-- Exercise --
Lines holding the string "cancellers" in the listing below are to be copied.

[Start of Attachment]

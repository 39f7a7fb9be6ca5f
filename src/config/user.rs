//! User configuration location for rpc-reactor.
//!
//! User config location: $XDG_CONFIG_HOME/rpc-reactor/rpc-reactor.toml

use std::path::PathBuf;

/// Returns the path to the user configuration file, if `$XDG_CONFIG_HOME`
/// is set.
pub fn user_config_path() -> Option<PathBuf> {
    std::env::var_os("XDG_CONFIG_HOME")
        .filter(|value| !value.is_empty())
        .map(|xdg_config| {
            PathBuf::from(xdg_config)
                .join("rpc-reactor")
                .join("rpc-reactor.toml")
        })
}
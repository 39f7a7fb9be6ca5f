//! Shared test helpers for integration tests.
//!
//! Note: We use `helpers/mod.rs` instead of the modern `helpers.rs` + `helpers/` pattern
//! because Cargo auto-discovers top-level `.rs` files in `tests/` as integration tests.
//! A `tests/helpers.rs` file would be compiled as a standalone test, which we don't want.

#![allow(dead_code)]

pub mod manual_stream;
pub mod scheduling;

/// Response type shared by the scenario tests.
#[derive(Debug, Clone, PartialEq, Eq)]
pub struct Feature {
    pub id: u32,
    pub name: String,
}

impl Feature {
    pub fn new(id: u32) -> Self {
        Self {
            id,
            name: format!("feature-{id}"),
        }
    }
}
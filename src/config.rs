//! Settings loading for rpc-reactor.
//!
//! Settings come from a single TOML file. Every field has a default, so a
//! missing file and an empty file both yield [`Settings::default`].

pub mod defaults;
pub mod settings;
pub mod user;

use std::fs;
use std::io;
use std::path::Path;

pub use settings::{
    HaltPolicy, HandlerErrorPolicy, LoggingConfig, SchedulerConfig, Settings, TransportConfig,
};
pub use user::user_config_path;

use crate::error::{BridgeError, BridgeResult};

impl Settings {
    /// Parse and validate settings from TOML text.
    pub fn from_toml_str(contents: &str) -> BridgeResult<Self> {
        let settings: Settings = toml::from_str(contents)
            .map_err(|err| BridgeError::config(format!("failed to parse settings: {err}")))?;
        settings.validate()?;
        Ok(settings)
    }

    /// Load settings from `path`. The file must exist.
    pub fn load(path: &Path) -> BridgeResult<Self> {
        let contents = fs::read_to_string(path)?;
        log::debug!(
            target: "rpc_reactor::config",
            "Loaded settings from {}",
            path.display()
        );
        Self::from_toml_str(&contents)
    }

    /// Load settings from `path`, or from the user config file when no path
    /// is given. A missing file yields the defaults.
    pub fn load_or_default(path: Option<&Path>) -> BridgeResult<Self> {
        let path = match path {
            Some(path) => path.to_path_buf(),
            None => match user_config_path() {
                Some(path) => path,
                None => return Ok(Self::default()),
            },
        };

        match Self::load(&path) {
            Err(BridgeError::Io(err)) if err.kind() == io::ErrorKind::NotFound => {
                log::debug!(
                    target: "rpc_reactor::config",
                    "No settings file at {}, using defaults",
                    path.display()
                );
                Ok(Self::default())
            }
            other => other,
        }
    }

    /// Reject values no component can run with.
    pub fn validate(&self) -> BridgeResult<()> {
        if self.scheduler.thread_name.trim().is_empty() {
            return Err(BridgeError::config("scheduler.thread_name must not be empty"));
        }
        if self.transport.worker_threads == 0 {
            return Err(BridgeError::config(
                "transport.worker_threads must be at least 1",
            ));
        }
        if self.transport.thread_name.trim().is_empty() {
            return Err(BridgeError::config("transport.thread_name must not be empty"));
        }
        Ok(())
    }

    /// Render the effective settings as TOML.
    pub fn to_toml_string(&self) -> BridgeResult<String> {
        toml::to_string_pretty(self)
            .map_err(|err| BridgeError::config(format!("failed to serialize settings: {err}")))
    }
}
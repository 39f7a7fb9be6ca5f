//! Default configuration values for rpc-reactor.
//!
//! Every settings section falls back to these when a field is missing from
//! the TOML file, so an empty file is a valid configuration.

use super::settings::{
    HaltPolicy, HandlerErrorPolicy, LoggingConfig, SchedulerConfig, TransportConfig,
};

pub const DEFAULT_SCHEDULER_THREAD_NAME: &str = "reactor-scheduler";
pub const DEFAULT_TRANSPORT_THREAD_NAME: &str = "rpc-transport";
pub const DEFAULT_TRANSPORT_WORKERS: usize = 2;
pub const DEFAULT_LOG_FILTER: &str = "info";

impl Default for SchedulerConfig {
    fn default() -> Self {
        Self {
            thread_name: DEFAULT_SCHEDULER_THREAD_NAME.to_string(),
            error_policy: HandlerErrorPolicy::default(),
            halt_policy: HaltPolicy::default(),
        }
    }
}

impl Default for TransportConfig {
    fn default() -> Self {
        Self {
            worker_threads: DEFAULT_TRANSPORT_WORKERS,
            thread_name: DEFAULT_TRANSPORT_THREAD_NAME.to_string(),
            latency_ms: 0,
        }
    }
}

impl Default for LoggingConfig {
    fn default() -> Self {
        Self {
            filter: DEFAULT_LOG_FILTER.to_string(),
        }
    }
}
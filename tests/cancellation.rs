//! Best-effort cancellation of in-flight calls.

mod helpers;

use helpers::Feature;
use helpers::scheduling::{WAIT, mem_channel};
use rpc_reactor::{
    CallContext, ReadDecision, Reactor, StatusCode, StreamCallbacks, StreamReactor, UnaryChannel,
    UnaryReactor,
};
use std::sync::atomic::{AtomicUsize, Ordering};
use std::sync::mpsc;
use std::sync::{Arc, Barrier, Mutex};
use std::thread;
use std::time::Duration;

fn counting_reactor() -> (Arc<UnaryReactor<Feature>>, Arc<AtomicUsize>, mpsc::Receiver<()>) {
    let calls = Arc::new(AtomicUsize::new(0));
    let counter = calls.clone();
    let (tx, rx) = mpsc::channel();
    let reactor = Arc::new(UnaryReactor::new(move |_: &Arc<UnaryReactor<Feature>>| {
        counter.fetch_add(1, Ordering::SeqCst);
        tx.send(()).unwrap();
    }));
    (reactor, calls, rx)
}

#[test]
fn cancel_right_after_start_completes_exactly_once() {
    let channel = mem_channel(20);
    let get_feature = channel.unary(|id: u32| Ok(Feature::new(id)));
    let (reactor, calls, done) = counting_reactor();

    reactor.start(&get_feature, 7).unwrap();
    reactor.try_cancel();

    done.recv_timeout(WAIT).expect("call never completed");
    let code = reactor.status().unwrap().code();
    assert!(
        matches!(code, StatusCode::Cancelled | StatusCode::Ok),
        "unexpected status {code}"
    );
    assert!(done.recv_timeout(Duration::from_millis(100)).is_err());
    assert_eq!(calls.load(Ordering::SeqCst), 1);
}

#[test]
fn cancel_before_start_still_reports_completion() {
    let channel = mem_channel(0);
    let get_feature = channel.unary(|id: u32| Ok(Feature::new(id)));
    let (reactor, calls, done) = counting_reactor();

    reactor.try_cancel();
    reactor.start(&get_feature, 1).unwrap();

    done.recv_timeout(WAIT).expect("call never completed");
    assert_eq!(reactor.status().unwrap().code(), StatusCode::Cancelled);
    assert_eq!(reactor.take_response(), None);
    assert_eq!(calls.load(Ordering::SeqCst), 1);
}

#[test]
fn concurrent_cancels_are_idempotent() {
    const THREADS: usize = 8;
    let channel = mem_channel(5_000);
    let get_feature = channel.unary(|id: u32| Ok(Feature::new(id)));
    let (reactor, calls, done) = counting_reactor();
    reactor.start(&get_feature, 1).unwrap();

    let barrier = Arc::new(Barrier::new(THREADS));
    let cancellers: Vec<_> = (0..THREADS)
        .map(|_| {
            let reactor = reactor.clone();
            let barrier = barrier.clone();
            thread::spawn(move || {
                barrier.wait();
                reactor.try_cancel();
                reactor.try_cancel();
            })
        })
        .collect();
    for canceller in cancellers {
        canceller.join().unwrap();
    }

    done.recv_timeout(WAIT).expect("call never completed");
    assert!(done.recv_timeout(Duration::from_millis(100)).is_err());
    assert_eq!(calls.load(Ordering::SeqCst), 1);
    assert_eq!(reactor.status().unwrap().code(), StatusCode::Cancelled);
}

#[test]
fn cancelling_held_stream_ends_it() {
    let channel = mem_channel(0);
    let list_features =
        channel.stream(|n: u32| Ok((1..=n).map(Feature::new).collect::<Vec<_>>()));

    let (item_tx, item_rx) = mpsc::channel();
    let (end_tx, end_rx) = mpsc::channel();
    let callbacks = StreamCallbacks::new(
        move |_, _: &Feature| {
            item_tx.send(()).unwrap();
            ReadDecision::Hold
        },
        move |_| end_tx.send(()).unwrap(),
    );
    let reactor = Arc::new(StreamReactor::new(callbacks));
    reactor.start(&list_features, 10).unwrap();

    item_rx.recv_timeout(WAIT).unwrap();
    reactor.try_cancel();
    assert_eq!(reactor.take_response(), Some(Feature::new(1)));

    end_rx.recv_timeout(WAIT).expect("stream never ended");
    assert_eq!(reactor.status().unwrap().code(), StatusCode::Cancelled);
    assert_eq!(reactor.items_received(), 1);
}

/// Unary transport that keeps only the call context.
#[derive(Default)]
struct ContextOnlyChannel {
    context: Mutex<Option<CallContext>>,
}

impl UnaryChannel<u32, Feature> for ContextOnlyChannel {
    fn start_unary(&self, ctx: CallContext, _request: u32, _reactor: Arc<UnaryReactor<Feature>>) {
        *self.context.lock().unwrap() = Some(ctx);
    }
}

#[test]
fn dropping_the_last_reference_cancels_the_call() {
    let channel = ContextOnlyChannel::default();
    let reactor = Arc::new(UnaryReactor::new(|_: &Arc<UnaryReactor<Feature>>| {}));
    reactor.start(&channel, 1).unwrap();

    let ctx = channel.context.lock().unwrap().clone().unwrap();
    assert_eq!(ctx.call_id(), reactor.call_id());
    assert!(!ctx.is_cancelled());

    drop(reactor);
    assert!(ctx.is_cancelled());
}
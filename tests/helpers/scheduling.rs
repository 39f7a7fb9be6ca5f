//! Scheduler and transport setup shared by the scenario tests.

use rpc_reactor::config::{SchedulerConfig, TransportConfig};
use rpc_reactor::{MemChannel, Scheduler};
use std::sync::Arc;
use std::time::Duration;

/// Upper bound for anything a test waits on.
pub const WAIT: Duration = Duration::from_secs(5);

pub fn scheduler() -> Arc<Scheduler> {
    Arc::new(Scheduler::new(SchedulerConfig::default()))
}

pub fn mem_channel(latency_ms: u64) -> MemChannel {
    let config = TransportConfig {
        latency_ms,
        ..TransportConfig::default()
    };
    MemChannel::new(&config).expect("failed to start transport runtime")
}

/// Register a handler named `name` that halts `scheduler`.
pub fn register_stop(scheduler: &Arc<Scheduler>, name: &str) {
    let weak = Arc::downgrade(scheduler);
    scheduler
        .register_handler(name, move |_| {
            if let Some(scheduler) = weak.upgrade() {
                scheduler.halt();
            }
            Ok(())
        })
        .expect("stop handler registered twice");
}
impl<T: Send + 'static> StreamReactor<T> {
    pub fn new(callbacks: StreamCallbacks<T>) -> Self {
        Self {
            handle: CallHandle::new(),
            callbacks,
            state: Mutex::new(StreamState::Idle),
            timeout: None,
            started: AtomicBool::new(false),
            items_received: AtomicUsize::new(0),
            fetches_requested: AtomicUsize::new(0),
            resumes: AtomicUsize::new(0),
        }
    }

    /// Ask the transport to give up after `timeout`, counted from `start`.
    pub fn with_timeout(mut self, timeout: Duration) -> Self {
        self.timeout = Some(timeout);
        self
    }

    /// Open the stream and request the first item.
    pub fn start<Req, C>(self: &Arc<Self>, channel: &C, request: Req) -> BridgeResult<()>
    where
        C: StreamChannel<Req, T> + ?Sized,
    {
        if self.started.swap(true, Ordering::AcqRel) {
            return Err(BridgeError::AlreadyStarted {
                call_id: self.call_id(),
            });
        }

        let mut ctx = CallContext::new(self.call_id(), self.handle.cancellation().clone());
        if let Some(timeout) = self.timeout {
            ctx = ctx.with_timeout(timeout);
        }

        log::debug!(
            target: "rpc_reactor::call",
            "Starting stream call {}",
            self.call_id()
        );
        let stream = channel.start_stream(ctx, request, Arc::clone(self));

        let mut state = self.lock_state("StreamReactor::start");
        if !matches!(*state, StreamState::Idle) || self.handle.is_terminated() {
            // The transport ended the call before returning.
            return Ok(());
        }
        self.fetch(stream.as_ref());
        *state = StreamState::Reading(stream);
        Ok(())
    }

    /// Move the current item out and, if the stream is held, resume it.
    ///
    /// Returns `None` when no item is waiting. After the stream ended a held
    /// item can still be taken; no further fetch is issued then.
    pub fn take_response(&self) -> Option<T> {
        let item = self.handle.take()?;

        let mut state = self.lock_state("StreamReactor::take_response");
        match std::mem::replace(&mut *state, StreamState::Ended) {
            StreamState::ItemHeld(stream) if !self.handle.is_terminated() => {
                self.resumes.fetch_add(1, Ordering::Relaxed);
                self.fetch(stream.as_ref());
                *state = StreamState::Reading(stream);
            }
            StreamState::ItemHeld(_) => {}
            other => *state = other,
        }
        Some(item)
    }

    pub fn is_ready(&self) -> bool {
        self.handle.is_ready()
    }

    pub fn is_cancel_requested(&self) -> bool {
        self.handle.is_cancel_requested()
    }

    pub fn phase(&self) -> StreamPhase {
        self.lock_state("StreamReactor::phase").phase()
    }

    pub fn is_held(&self) -> bool {
        self.phase() == StreamPhase::ItemHeld
    }

    /// Items delivered by the transport so far.
    pub fn items_received(&self) -> usize {
        self.items_received.load(Ordering::Relaxed)
    }

    /// Reads requested from the transport, including the initial one.
    pub fn fetches_requested(&self) -> usize {
        self.fetches_requested.load(Ordering::Relaxed)
    }

    /// Holds released by `take_response`.
    pub fn resumes(&self) -> usize {
        self.resumes.load(Ordering::Relaxed)
    }

    /// Transport-facing: one item arrived in answer to `start_read`.
    pub fn on_item(self: &Arc<Self>, item: T) {
        let held = {
            let mut state = self.lock_state("StreamReactor::on_item");
            match std::mem::replace(&mut *state, StreamState::Ended) {
                StreamState::Reading(stream) if !self.handle.is_terminated() => {
                    *state = StreamState::ItemHeld(stream);
                    true
                }
                other => {
                    *state = other;
                    false
                }
            }
        };
        if !held {
            debug_assert!(false, "on_item without a pending read on call {}", self.call_id());
            log::warn!(
                target: "rpc_reactor::call",
                "Dropping unexpected item on call {}",
                self.call_id()
            );
            return;
        }
        self.items_received.fetch_add(1, Ordering::Relaxed);

        let decision = self
            .handle
            .publish_and_inspect(item, |item| (self.callbacks.on_item)(self, item))
            .unwrap_or(ReadDecision::Hold);

        if decision == ReadDecision::Continue {
            self.continue_reading();
        }
    }

    /// Transport-facing: the read side closed, no more items will arrive.
    pub fn on_read_closed(self: &Arc<Self>) {
        {
            let _state = self.lock_state("StreamReactor::on_read_closed");
            self.handle.terminate();
        }
        log::trace!(
            target: "rpc_reactor::call",
            "Read side closed on call {}",
            self.call_id()
        );
        if let Some(callback) = &self.callbacks.on_read_closed {
            callback(self);
        }
    }

    /// Transport-facing: the call is over. Delivered exactly once.
    pub fn on_end(self: &Arc<Self>, status: Status) {
        if !self.handle.set_status(status) {
            debug_assert!(false, "on_end delivered twice for call {}", self.call_id());
            log::warn!(
                target: "rpc_reactor::call",
                "Ignoring repeated end for call {}",
                self.call_id()
            );
            return;
        }
        let previous = {
            let mut state = self.lock_state("StreamReactor::on_end");
            self.handle.terminate();
            std::mem::replace(&mut *state, StreamState::Ended)
        };
        if let StreamState::ItemHeld(_) = previous {
            log::debug!(
                target: "rpc_reactor::call",
                "Call {} ended while holding an item",
                self.call_id()
            );
        }
        drop(previous);

        (self.callbacks.on_end)(self);
    }

    /// The item was consumed by the callback: drop it and read the next one.
    fn continue_reading(&self) {
        // A consumer that took the item first has already resumed the stream.
        self.handle.discard();

        let mut state = self.lock_state("StreamReactor::continue_reading");
        match std::mem::replace(&mut *state, StreamState::Ended) {
            StreamState::ItemHeld(stream) if !self.handle.is_terminated() => {
                self.fetch(stream.as_ref());
                *state = StreamState::Reading(stream);
            }
            other => *state = other,
        }
    }

    /// Request the next item. Callers hold the state lock.
    fn fetch(&self, stream: &dyn ReadStream) {
        self.fetches_requested.fetch_add(1, Ordering::Relaxed);
        stream.start_read();
    }

    fn lock_state(&self, context: &str) -> MutexGuard<'_, StreamState> {
        self.state.lock().recover_poison(context)
    }
}

impl<T: Send + 'static> Reactor for StreamReactor<T> {
    fn call_id(&self) -> CallId {
        self.handle.id()
    }

    fn kind(&self) -> CallKind {
        CallKind::Stream
    }

    fn try_cancel(&self) {
        self.handle.try_cancel();
    }

    fn status(&self) -> Option<Status> {
        self.handle.status()
    }

    fn is_terminated(&self) -> bool {
        self.handle.is_terminated()
    }
}

impl<T> fmt::Debug for StreamReactor<T> {
    fn fmt(&self, f: &mut fmt::Formatter<'_>) -> fmt::Result {
        f.debug_struct("StreamReactor")
            .field("call_id", &self.handle.id())
            .field("ready", &self.handle.is_ready())
            .field("terminated", &self.handle.is_terminated())
            .field("cancel_requested", &self.handle.is_cancel_requested())
            .finish_non_exhaustive()
    }
}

[End of Attachment]

-- The answer --
    let cancellers: Vec<_> = (0..THREADS)
    for canceller in cancellers {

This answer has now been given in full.